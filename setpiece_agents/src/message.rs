// Copyright 2025 the Setpiece Authors
// SPDX-License-Identifier: Apache-2.0 OR MIT

//! Message envelopes exchanged between agents.

use std::collections::BTreeMap;

use uuid::Uuid;

use setpiece_graph::{Relation, Stamp, Value};
use setpiece_relate::{Classification, RelationKind};

/// A relation as carried inside proposals and acks: identity and evidence,
/// but no timestamp yet. The accepting agent stamps it when it enters the
/// store.
#[derive(Clone, Debug, PartialEq)]
pub struct RelationClaim {
    /// Relation kind.
    pub kind: RelationKind,
    /// Source endpoint id.
    pub a: String,
    /// Target endpoint id.
    pub b: String,
    /// Numeric evidence.
    pub props: BTreeMap<String, f64>,
    /// Proposer's confidence.
    pub conf: f64,
}

impl RelationClaim {
    /// Wraps a kernel classification with its endpoint ids.
    #[must_use]
    pub fn from_classification(
        classification: Classification,
        a: impl Into<String>,
        b: impl Into<String>,
    ) -> Self {
        Self {
            kind: classification.kind,
            a: a.into(),
            b: b.into(),
            props: classification.props,
            conf: classification.conf,
        }
    }

    /// Stamps the claim into a store relation.
    #[must_use]
    pub fn into_relation(self, ts: Stamp) -> Relation {
        Relation {
            kind: self.kind,
            a: self.a,
            b: self.b,
            props: self.props,
            ts,
            conf: self.conf,
        }
    }
}

/// Verdict on a proposed relation.
#[derive(Copy, Clone, Debug, PartialEq, Eq)]
pub enum Decision {
    /// The proposal meets the acceptance threshold.
    Accept,
    /// It does not.
    Reject,
}

impl Decision {
    /// Stable wire name.
    #[must_use]
    pub const fn as_str(self) -> &'static str {
        match self {
            Self::Accept => "accept",
            Self::Reject => "reject",
        }
    }
}

/// Message body variants.
#[derive(Clone, Debug, PartialEq)]
pub enum Payload {
    /// Propose a relation to the receiving agent.
    RelationPropose {
        /// The proposed relation.
        relation: RelationClaim,
        /// Which predicate produced it.
        basis: String,
    },
    /// Answer a proposal.
    RelationAck {
        /// The relation being answered.
        relation: RelationClaim,
        /// The verdict.
        decision: Decision,
    },
    /// Reserved for future node-state gossip; consumed without action.
    StateUpdate {
        /// The node whose state changed.
        node_id: String,
        /// Changed fields.
        fields: BTreeMap<String, Value>,
    },
}

impl Payload {
    /// Stable wire name of the message type.
    #[must_use]
    pub const fn kind(&self) -> &'static str {
        match self {
            Self::RelationPropose { .. } => "RELATION_PROPOSE",
            Self::RelationAck { .. } => "RELATION_ACK",
            Self::StateUpdate { .. } => "STATE_UPDATE",
        }
    }
}

/// One message on the bus.
#[derive(Clone, Debug, PartialEq)]
pub struct Envelope {
    /// Unique message id.
    pub mid: Uuid,
    /// Bus timestamp at post time.
    pub ts: Stamp,
    /// Sending agent id.
    pub sender: String,
    /// Receiving agent id.
    pub receiver: String,
    /// The body.
    pub payload: Payload,
}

====================

WHAT TO WORK ON:
Where the string "static" occurs in the data, return the whole line.

THE ANSWER:
    pub const fn as_str(self) -> &'static str {
    pub const fn kind(&self) -> &'static str {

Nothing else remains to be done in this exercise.